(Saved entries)
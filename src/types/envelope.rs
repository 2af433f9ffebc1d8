use serde::{Deserialize, Serialize};

use crate::types::constants::STATUS_UPDATE_EVENT;

/// Decoded unit of inbound channel data.
///
/// Every frame on the push channel is a JSON object `{"type": ..., "data": ...}`.
/// Only `status_update` envelopes are delivered to subscribers; other types
/// are an extension point and are ignored.
#[derive(Debug, Clone, Serialize, Deserialize, PartialEq)]
pub struct EventEnvelope {
    pub r#type: String,
    #[serde(default)]
    pub data: serde_json::Value,
}

impl EventEnvelope {
    pub fn is_status_update(&self) -> bool {
        self.r#type == STATUS_UPDATE_EVENT
    }
}

#[cfg(test)]
mod tests {
    use super::*;

    #[test]
    fn test_parse_status_update() {
        let envelope: EventEnvelope =
            serde_json::from_str(r#"{"type":"status_update","data":{"temp":42}}"#).unwrap();
        assert!(envelope.is_status_update());
        assert_eq!(envelope.data["temp"], 42);
    }

    #[test]
    fn test_missing_data_defaults_to_null() {
        let envelope: EventEnvelope = serde_json::from_str(r#"{"type":"pong"}"#).unwrap();
        assert!(!envelope.is_status_update());
        assert!(envelope.data.is_null());
    }

    #[test]
    fn test_unknown_type_is_not_actionable() {
        let envelope: EventEnvelope =
            serde_json::from_str(r#"{"type":"test","data":"ignored"}"#).unwrap();
        assert!(!envelope.is_status_update());
    }

    #[test]
    fn test_missing_type_is_a_parse_error() {
        let result = serde_json::from_str::<EventEnvelope>(r#"{"data":{"temp":42}}"#);
        assert!(result.is_err());
    }
}
mod dispatch;

pub use dispatch::{ListenerId, StatusDispatcher, StatusListener};
use std::time::Duration;

use crate::types::constants::{
    DEFAULT_MAX_RECONNECT_ATTEMPTS, DEFAULT_RECONNECT_INTERVAL_MS, DEFAULT_WS_PORT,
};

/// Configuration for the push channel.
///
/// Only `endpoint_url` may change after construction (via
/// [`ChannelManager::set_endpoint`](crate::client::ChannelManager::set_endpoint));
/// the retry policy fields are fixed for the lifetime of the manager.
#[derive(Debug, Clone, PartialEq, Eq)]
pub struct ChannelConfig {
    /// WebSocket endpoint, e.g. `ws://192.168.2.21:5005`.
    pub endpoint_url: String,
    /// How many automatic reconnect attempts follow an unplanned close
    /// before the channel goes quiescent.
    pub max_reconnect_attempts: u32,
    /// Fixed delay between reconnect attempts.
    pub reconnect_interval: Duration,
}

impl ChannelConfig {
    pub fn new(endpoint_url: impl Into<String>) -> Self {
        Self {
            endpoint_url: endpoint_url.into(),
            ..Self::default()
        }
    }
}

impl Default for ChannelConfig {
    fn default() -> Self {
        Self {
            endpoint_url: default_endpoint("127.0.0.1", false),
            max_reconnect_attempts: DEFAULT_MAX_RECONNECT_ATTEMPTS,
            reconnect_interval: Duration::from_millis(DEFAULT_RECONNECT_INTERVAL_MS),
        }
    }
}

/// Derives the push endpoint from a host, matching the page transport:
/// `wss://` when the dashboard is served over TLS, `ws://` otherwise.
pub fn default_endpoint(host: &str, secure: bool) -> String {
    let scheme = if secure { "wss" } else { "ws" };
    format!("{}://{}:{}", scheme, host, DEFAULT_WS_PORT)
}

#[cfg(test)]
mod tests {
    use super::*;

    #[test]
    fn test_default_endpoint_matches_page_transport() {
        assert_eq!(default_endpoint("192.168.2.21", false), "ws://192.168.2.21:5005");
        assert_eq!(default_endpoint("rvc.local", true), "wss://rvc.local:5005");
    }

    #[test]
    fn test_default_policy() {
        let config = ChannelConfig::new("ws://10.0.0.7:5005");
        assert_eq!(config.endpoint_url, "ws://10.0.0.7:5005");
        assert_eq!(config.max_reconnect_attempts, 5);
        assert_eq!(config.reconnect_interval, Duration::from_millis(3000));
    }
}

■ **Your task**
Set down every record above, word for word.

■ **Answer for this exercise**
filename src/types/envelope.rs
repository 2af433f9ffebc1d8
use serde::{Deserialize, Serialize};

use crate::types::constants::STATUS_UPDATE_EVENT;

/// Decoded unit of inbound channel data.
///
/// Every frame on the push channel is a JSON object `{"type": ..., "data": ...}`.
/// Only `status_update` envelopes are delivered to subscribers; other types
/// are an extension point and are ignored.
#[derive(Debug, Clone, Serialize, Deserialize, PartialEq)]
pub struct EventEnvelope {
    pub r#type: String,
    #[serde(default)]
    pub data: serde_json::Value,
}

impl EventEnvelope {
    pub fn is_status_update(&self) -> bool {
        self.r#type == STATUS_UPDATE_EVENT
    }
}

#[cfg(test)]
mod tests {
    use super::*;

    #[test]
    fn test_parse_status_update() {
        let envelope: EventEnvelope =
            serde_json::from_str(r#"{"type":"status_update","data":{"temp":42}}"#).unwrap();
        assert!(envelope.is_status_update());
        assert_eq!(envelope.data["temp"], 42);
    }

    #[test]
    fn test_missing_data_defaults_to_null() {
        let envelope: EventEnvelope = serde_json::from_str(r#"{"type":"pong"}"#).unwrap();
        assert!(!envelope.is_status_update());
        assert!(envelope.data.is_null());
    }

    #[test]
    fn test_unknown_type_is_not_actionable() {
        let envelope: EventEnvelope =
            serde_json::from_str(r#"{"type":"test","data":"ignored"}"#).unwrap();
        assert!(!envelope.is_status_update());
    }

    #[test]
    fn test_missing_type_is_a_parse_error() {
        let result = serde_json::from_str::<EventEnvelope>(r#"{"data":{"temp":42}}"#);
        assert!(result.is_err());
    }
}
mod dispatch;

pub use dispatch::{ListenerId, StatusDispatcher, StatusListener};
use std::time::Duration;

use crate::types::constants::{
    DEFAULT_MAX_RECONNECT_ATTEMPTS, DEFAULT_RECONNECT_INTERVAL_MS, DEFAULT_WS_PORT,
};

/// Configuration for the push channel.
///
/// Only `endpoint_url` may change after construction (via
/// [`ChannelManager::set_endpoint`](crate::client::ChannelManager::set_endpoint));
/// the retry policy fields are fixed for the lifetime of the manager.
#[derive(Debug, Clone, PartialEq, Eq)]
pub struct ChannelConfig {
    /// WebSocket endpoint, e.g. `ws://192.168.2.21:5005`.
    pub endpoint_url: String,
    /// How many automatic reconnect attempts follow an unplanned close
    /// before the channel goes quiescent.
    pub max_reconnect_attempts: u32,
    /// Fixed delay between reconnect attempts.
    pub reconnect_interval: Duration,
}

impl ChannelConfig {
    pub fn new(endpoint_url: impl Into<String>) -> Self {
        Self {
            endpoint_url: endpoint_url.into(),
            ..Self::default()
        }
    }
}

impl Default for ChannelConfig {
    fn default() -> Self {
        Self {
            endpoint_url: default_endpoint("127.0.0.1", false),
            max_reconnect_attempts: DEFAULT_MAX_RECONNECT_ATTEMPTS,
            reconnect_interval: Duration::from_millis(DEFAULT_RECONNECT_INTERVAL_MS),
        }
    }
}

/// Derives the push endpoint from a host, matching the page transport:
/// `wss://` when the dashboard is served over TLS, `ws://` otherwise.
pub fn default_endpoint(host: &str, secure: bool) -> String {
    let scheme = if secure { "wss" } else { "ws" };
    format!("{}://{}:{}", scheme, host, DEFAULT_WS_PORT)
}

#[cfg(test)]
mod tests {
    use super::*;

    #[test]
    fn test_default_endpoint_matches_page_transport() {
        assert_eq!(default_endpoint("192.168.2.21", false), "ws://192.168.2.21:5005");
        assert_eq!(default_endpoint("rvc.local", true), "wss://rvc.local:5005");
    }

    #[test]
    fn test_default_policy() {
        let config = ChannelConfig::new("ws://10.0.0.7:5005");
        assert_eq!(config.endpoint_url, "ws://10.0.0.7:5005");
        assert_eq!(config.max_reconnect_attempts, 5);
        assert_eq!(config.reconnect_interval, Duration::from_millis(3000));
    }
}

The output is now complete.